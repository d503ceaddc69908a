use anyhow::{anyhow, Result};
use config::Config;
use std::collections::HashMap;
use std::path::Path;

/// Process-wide configuration for the data-access layer.
pub struct QuarryConfig {
    /// Path to the SQLite database file (the database endpoint).
    pub db_path: String,

    /// File the log sink appends to.
    pub log_path: String,

    /// Recipient for ALERT-and-above mail records.
    pub admin_email: String,

    /// Channel name stamped on every log line.
    pub channel: String,
}

const EMPTY_CONFIG: &str = r#"### quarry configuration file

### path to the SQLite database file
# db_path = "~/.quarry/quarry.sqlite3"

### file the log sink appends to
# log_path = "~/.quarry/quarry.log"

### recipient for ALERT-and-above mail records
# admin_email = "ops@example.com"

### channel name stamped on every log line
# channel = "quarry"
"#;

const DEFAULT_ADMIN_EMAIL: &str = "root@localhost";
const DEFAULT_CHANNEL: &str = "quarry";

impl Default for QuarryConfig {
    fn default() -> Self {
        let home_dir = dirs::home_dir()
            .map(|h| h.to_string_lossy().to_string())
            .unwrap_or_else(|| ".".to_string());

        Self {
            db_path: format!("{}/.quarry/quarry.sqlite3", home_dir),
            log_path: format!("{}/.quarry/quarry.log", home_dir),
            admin_email: DEFAULT_ADMIN_EMAIL.to_string(),
            channel: DEFAULT_CHANNEL.to_string(),
        }
    }
}

impl QuarryConfig {
    /// Function to create and initialize a new configuration
    pub fn new(path: &Option<String>) -> Result<QuarryConfig> {
        // load `.env` first so the environment source below sees it
        dotenvy::dotenv().ok();

        let mut builder = Config::builder();

        // By default use $HOME/.quarry/quarry.toml as the configuration file path
        let home_dir = dirs::home_dir()
            .ok_or_else(|| anyhow!("Could not find home directory"))?
            .to_str()
            .ok_or_else(|| anyhow!("Could not convert home directory path to string"))?
            .to_owned();

        // Config dir
        let quarry_dir = format!("{}/.quarry", home_dir.as_str());

        // Add in toml configuration file
        match path {
            Some(p) => {
                let path = Path::new(p.as_str());
                if path.exists() {
                    let path_str = path
                        .to_str()
                        .ok_or_else(|| anyhow!("Could not convert path to string"))?;
                    builder = builder.add_source(config::File::with_name(path_str));
                } else {
                    std::fs::write(p.as_str(), EMPTY_CONFIG)
                        .map_err(|e| anyhow!("Unable to create config file: {}", e))?;
                }
            }
            None => {
                std::fs::create_dir_all(quarry_dir.as_str())
                    .map_err(|e| anyhow!("Unable to create quarry directory: {}", e))?;
                let p = format!("{}/quarry.toml", quarry_dir.as_str());
                if Path::new(p.as_str()).exists() {
                    builder = builder.add_source(config::File::with_name(p.as_str()));
                } else {
                    std::fs::write(p.as_str(), EMPTY_CONFIG).map_err(|e| {
                        anyhow!("Unable to create config file {}: {}", p.as_str(), e)
                    })?;
                }
            }
        }

        // Add in settings from the environment (with a prefix of QUARRY)
        // E.g., `QUARRY_DB_PATH=/tmp/app.sqlite3` would set the database path
        builder = builder.add_source(config::Environment::with_prefix("QUARRY"));

        let settings = builder
            .build()
            .map_err(|e| anyhow!("Failed to build configuration: {}", e))?;

        let config = settings
            .try_deserialize::<HashMap<String, String>>()
            .map_err(|e| anyhow!("Failed to deserialize configuration: {}", e))?;

        let db_path = config
            .get("db_path")
            .cloned()
            .unwrap_or_else(|| format!("{}/quarry.sqlite3", quarry_dir.as_str()));

        let log_path = config
            .get("log_path")
            .cloned()
            .unwrap_or_else(|| format!("{}/quarry.log", quarry_dir.as_str()));

        let admin_email = config
            .get("admin_email")
            .cloned()
            .unwrap_or_else(|| DEFAULT_ADMIN_EMAIL.to_string());

        let channel = config
            .get("channel")
            .cloned()
            .unwrap_or_else(|| DEFAULT_CHANNEL.to_string());

        Ok(QuarryConfig {
            db_path,
            log_path,
            admin_email,
            channel,
        })
    }

    /// Get the config file path
    pub fn config_file_path() -> String {
        let home_dir = dirs::home_dir()
            .map(|h| h.to_string_lossy().to_string())
            .unwrap_or_else(|| "~".to_string());
        format!("{}/.quarry/quarry.toml", home_dir)
    }
}

#[cfg(test)]
mod tests {
    use super::*;

    #[test]
    fn test_default_config() {
        let config = QuarryConfig::default();
        assert!(config.db_path.ends_with(".quarry/quarry.sqlite3"));
        assert!(config.log_path.ends_with(".quarry/quarry.log"));
        assert_eq!(config.admin_email, "root@localhost");
        assert_eq!(config.channel, "quarry");
    }

    #[test]
    fn test_explicit_paths() {
        let config = QuarryConfig {
            db_path: "/srv/app/app.sqlite3".to_string(),
            log_path: "/var/log/app.log".to_string(),
            admin_email: "ops@example.com".to_string(),
            channel: "app".to_string(),
        };

        assert_eq!(config.db_path, "/srv/app/app.sqlite3");
        assert_eq!(config.log_path, "/var/log/app.log");
    }

    #[test]
    fn test_config_file_path() {
        assert!(QuarryConfig::config_file_path().ends_with(".quarry/quarry.toml"));
    }
}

Task = Look over the data above and show each line that contains "write".

Expected answer =
                    std::fs::write(p.as_str(), EMPTY_CONFIG)
                    std::fs::write(p.as_str(), EMPTY_CONFIG).map_err(|e| {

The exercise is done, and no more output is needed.